Transatlantic Take

Europe’s Political Oppositions in the Coronavirus Crisis

by
GMF Experts
14 min read
Photo Credit: Alexandros Michailidis / Shutterstock
It is difficult to lead in a crisis, but leading the political opposition is not easier.

It is difficult to lead in a crisis, but leading the political opposition is not easier. The major opposition parties in most countries across Europe initially supported governments’ calls for unity and backed government decisions and requests for special emergency powers. Prioritizing effective governance and public health over political point-scoring is certainly laudable, and indeed the public in many cases has shown little appetite for political contrariness. For example, in France and Germany the far-right National Rally and Alternative für Deutschland have seen no poll bumps from their nationalist-populist anti-government, anti-lockdown messaging. But as we approach the end of May, most opposition parties have found their way back into the political process, though the space to do so varies widely across Europe—between Turkey, where large-city mayors are almost the last remaining check on the president’s powers, and Spain, where the opposition has been vocal since March and is eroding support for the government’s state of alarm.

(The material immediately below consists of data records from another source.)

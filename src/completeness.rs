//! Hourly completeness: expected-slot index, gap detection and per-year
//! coverage statistics.

use std::collections::{BTreeMap, BTreeSet};

use chrono::{Datelike, Duration as ChronoDuration, NaiveDateTime, Timelike};
use serde::{Deserialize, Serialize};
use tracing::{debug, info, warn};

use crate::records::Observation;

const DST_MONTH: u32 = 3;
const DST_HOUR: u32 = 2;
const HOURS_PER_DAY: f64 = 24.0;

fn one_hour() -> ChronoDuration {
    ChronoDuration::hours(1)
}

/// Distinct observed hour slots, ordered.
#[derive(Debug, Clone, Default, PartialEq, Eq)]
pub struct ObservedHours {
    slots: BTreeSet<NaiveDateTime>,
}

impl ObservedHours {
    pub fn from_observations(observations: &[Observation]) -> Self {
        observations.iter().map(|obs| obs.timestamp).collect()
    }

    pub fn first(&self) -> Option<NaiveDateTime> {
        self.slots.first().copied()
    }

    pub fn last(&self) -> Option<NaiveDateTime> {
        self.slots.last().copied()
    }

    pub fn len(&self) -> usize {
        self.slots.len()
    }

    pub fn is_empty(&self) -> bool {
        self.slots.is_empty()
    }

    pub fn contains(&self, ts: &NaiveDateTime) -> bool {
        self.slots.contains(ts)
    }

    pub fn iter(&self) -> impl Iterator<Item = &NaiveDateTime> {
        self.slots.iter()
    }

    /// Complete hourly sequence from the first to the last observed slot.
    pub fn expected_sequence(&self) -> Vec<NaiveDateTime> {
        match (self.first(), self.last()) {
            (Some(start), Some(end)) => hourly_sequence(start, end),
            _ => Vec::new(),
        }
    }

    fn by_year(&self) -> BTreeMap<i32, Vec<NaiveDateTime>> {
        let mut out: BTreeMap<i32, Vec<NaiveDateTime>> = BTreeMap::new();
        for ts in &self.slots {
            out.entry(ts.year()).or_default().push(*ts);
        }
        out
    }
}

impl FromIterator<NaiveDateTime> for ObservedHours {
    fn from_iter<I: IntoIterator<Item = NaiveDateTime>>(iter: I) -> Self {
        Self {
            slots: iter.into_iter().collect(),
        }
    }
}

/// Inclusive hourly range. Empty when `end < start`.
pub fn hourly_sequence(start: NaiveDateTime, end: NaiveDateTime) -> Vec<NaiveDateTime> {
    let mut out = Vec::with_capacity(hourly_slot_count(start, end) as usize);
    let mut cursor = start;
    while cursor <= end {
        out.push(cursor);
        cursor += one_hour();
    }
    out
}

/// Number of slots `hourly_sequence(start, end)` would produce.
pub fn hourly_slot_count(start: NaiveDateTime, end: NaiveDateTime) -> u64 {
    if end < start {
        return 0;
    }
    ((end - start).num_hours() + 1) as u64
}

#[derive(Debug, Clone, PartialEq, Serialize, Deserialize)]
pub struct Gap {
    pub start: NaiveDateTime,
    pub end: NaiveDateTime,
    pub duration_hours: f64,
    pub is_dst: bool,
}

impl Gap {
    fn closed(start: NaiveDateTime, end: NaiveDateTime) -> Self {
        let duration_hours = (end - start).num_seconds() as f64 / 3_600.0 + 1.0;
        Self {
            start,
            end,
            duration_hours,
            is_dst: is_spring_forward_artifact(start, duration_hours),
        }
    }

    /// Real outage: longer than one hour and not a clock-change artifact.
    pub fn is_significant(&self) -> bool {
        self.duration_hours > 1.0 && !self.is_dst
    }

    pub fn duration_days(&self) -> f64 {
        self.duration_hours / HOURS_PER_DAY
    }
}

/// Single missing hour at 02:00 in March: the civil clock skipped it.
pub fn is_spring_forward_artifact(start: NaiveDateTime, duration_hours: f64) -> bool {
    start.month() == DST_MONTH && start.hour() == DST_HOUR && duration_hours <= 1.0
}

/// Merges every expected slot absent from `observed` into maximal runs.
pub fn detect_gaps(expected: &[NaiveDateTime], observed: &ObservedHours) -> Vec<Gap> {
    let mut missing: Vec<NaiveDateTime> = expected
        .iter()
        .copied()
        .filter(|ts| !observed.contains(ts))
        .collect();
    missing.sort_unstable();
    missing.dedup();

    let (mut gaps, open_run) = missing.into_iter().fold(
        (Vec::new(), None::<(NaiveDateTime, NaiveDateTime)>),
        |(mut gaps, run), ts| match run {
            Some((run_start, run_end)) if ts - run_end <= one_hour() => {
                (gaps, Some((run_start, ts)))
            }
            Some((run_start, run_end)) => {
                gaps.push(Gap::closed(run_start, run_end));
                (gaps, Some((ts, ts)))
            }
            None => (gaps, Some((ts, ts))),
        },
    );

    if let Some((run_start, run_end)) = open_run {
        gaps.push(Gap::closed(run_start, run_end));
    }

    gaps
}

#[derive(Debug, Clone, PartialEq, Serialize, Deserialize)]
pub struct YearlyCompleteness {
    pub year: i32,
    pub start: NaiveDateTime,
    pub end: NaiveDateTime,
    pub expected: u64,
    pub actual: u64,
    pub missing: u64,
    pub completeness: f64,
    pub gap_hours: f64,
    pub gap_days: f64,
}

pub fn completeness_percent(actual: u64, expected: u64) -> f64 {
    if expected == 0 {
        return 0.0;
    }
    100.0 * actual as f64 / expected as f64
}

/// One record per calendar year, ascending.
///
/// `gap_hours` only counts significant gaps (see [`Gap::is_significant`])
/// starting in the year, while `missing` counts every absent slot. Single
/// missing hours therefore show up in `missing` but not in `gap_hours`.
pub fn yearly_completeness(observed: &ObservedHours, gaps: &[Gap]) -> Vec<YearlyCompleteness> {
    observed
        .by_year()
        .into_iter()
        .filter_map(|(year, slots)| {
            let start = *slots.first()?;
            let end = *slots.last()?;
            let expected = hourly_slot_count(start, end);
            let actual = slots.len() as u64;

            let gap_hours: f64 = gaps
                .iter()
                .filter(|gap| gap.start.year() == year && gap.is_significant())
                .fold(0.0, |acc, gap| acc + gap.duration_hours);

            Some(YearlyCompleteness {
                year,
                start,
                end,
                expected,
                actual,
                missing: expected.saturating_sub(actual),
                completeness: completeness_percent(actual, expected),
                gap_hours,
                gap_days: gap_hours / HOURS_PER_DAY,
            })
        })
        .collect()
}

#[derive(Debug, Clone, Default, PartialEq, Serialize, Deserialize)]
pub struct GapAnalysis {
    pub gaps: Vec<Gap>,
    pub yearly_stats: Vec<YearlyCompleteness>,
    pub total_missing: u64,
}

impl GapAnalysis {
    pub fn year(&self, year: i32) -> Option<&YearlyCompleteness> {
        self.yearly_stats.iter().find(|stats| stats.year == year)
    }

    pub fn significant_gaps(&self) -> impl Iterator<Item = &Gap> {
        self.gaps.iter().filter(|gap| gap.is_significant())
    }

    pub fn dst_gaps(&self) -> impl Iterator<Item = &Gap> {
        self.gaps.iter().filter(|gap| gap.is_dst)
    }
}

pub fn analyze_gaps(observations: &[Observation]) -> GapAnalysis {
    let observed = ObservedHours::from_observations(observations);
    if observed.is_empty() {
        warn!(
            component = "completeness",
            event = "completeness.analyze.empty",
            observations = observations.len()
        );
        return GapAnalysis::default();
    }

    let expected = observed.expected_sequence();
    let gaps = detect_gaps(&expected, &observed);
    let total_missing = gaps
        .iter()
        .map(|gap| hourly_slot_count(gap.start, gap.end))
        .sum();
    let yearly_stats = yearly_completeness(&observed, &gaps);

    for gap in gaps.iter().filter(|gap| gap.is_significant()) {
        debug!(
            component = "completeness",
            event = "completeness.gap.detected",
            start = %gap.start,
            end = %gap.end,
            duration_hours = gap.duration_hours
        );
    }

    info!(
        component = "completeness",
        event = "completeness.analyze.finish",
        observations = observations.len(),
        expected_slots = expected.len(),
        observed_slots = observed.len(),
        total_missing,
        gap_count = gaps.len(),
        dst_gap_count = gaps.iter().filter(|gap| gap.is_dst).count(),
        years = yearly_stats.len()
    );

    GapAnalysis {
        gaps,
        yearly_stats,
        total_missing,
    }
}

Below GMF experts from six European countries outline how political opposition parties are reacting to the crisis.

(ICYMI, our experts authors also wrote about leadership styles during the coronavirus crisis, you can read that here.)

 

France

National disunity and hostility toward the government has increased during the coronavirus crisis. Yet, no opposition party or political leader has emerged as a credible challenge to President Emmanuel Macron.

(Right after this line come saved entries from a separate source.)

impl InMemoryDatasetSource {
    pub fn new(observations: Vec<Observation>) -> Self {
        Self {
            observations: Arc::new(RwLock::new(Arc::new(observations))),
            failed_years: Vec::new(),
        }
    }

    pub fn with_failures(mut self, failed_years: Vec<YearLoadFailure>) -> Self {
        self.failed_years = failed_years;
        self
    }

    pub fn demo() -> Self {
        Self::new(demo_observations())
    }

    pub fn replace_dataset(&self, observations: Vec<Observation>) {
        let mut guard = self
            .observations
            .write()
            .expect("in-memory dataset lock should not be poisoned");
        *guard = Arc::new(observations);
    }
}

impl DatasetSource for InMemoryDatasetSource {
    fn observations(&self) -> Arc<Vec<Observation>> {
        Arc::clone(
            &self
                .observations
                .read()
                .expect("in-memory dataset lock should not be poisoned"),
        )
    }

    fn failed_years(&self) -> Vec<YearLoadFailure> {
        self.failed_years.clone()
    }
}

pub fn dashboard_router(source: Arc<dyn DatasetSource>) -> Router {
    dashboard_router_with_settings(source, SnapshotSettings::default())
}

pub fn dashboard_router_with_settings(
    source: Arc<dyn DatasetSource>,
    settings: SnapshotSettings,
) -> Router {
    Router::new()
        .route("/dashboard", get(get_dashboard_html))
        .route("/dashboard/snapshot", get(get_dashboard_snapshot))
        .with_state(DashboardAppState {
            source,
            settings: Arc::new(settings),
        })
}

On March 16, Macron called for national unity to face the health crisis. This did not resonate in the political landscape. The opposition responses were mixed: left-wing parties called in vain for a “wartime economy”—for instance, demanding the requisition of the textile industry to manufacture protective masks—while the mainstream right-wing opposition The Republicans party remained critical toward the government’s health measures. Without offering an alternative, the far-right National Rally leader Marine Le Pen asserted that “the government is lying about everything” in the crisis.

When Macron announced his plan to ease the lockdown measures, the National Rally, Europe Ecology–The Greens, and the left-wing La France Insoumise judged the plan “unclear” and “risky,” objecting to the absence of massive testing. National political disunity reached its climax on May 4, when the Senate voted against the government’s relaxation plan. Left-wing senators voted against the plan while The Republicans abstained. As Macron’s popularity keeps falling, right-wing politicians are increasingly practicing political distancing towards the president and his policy.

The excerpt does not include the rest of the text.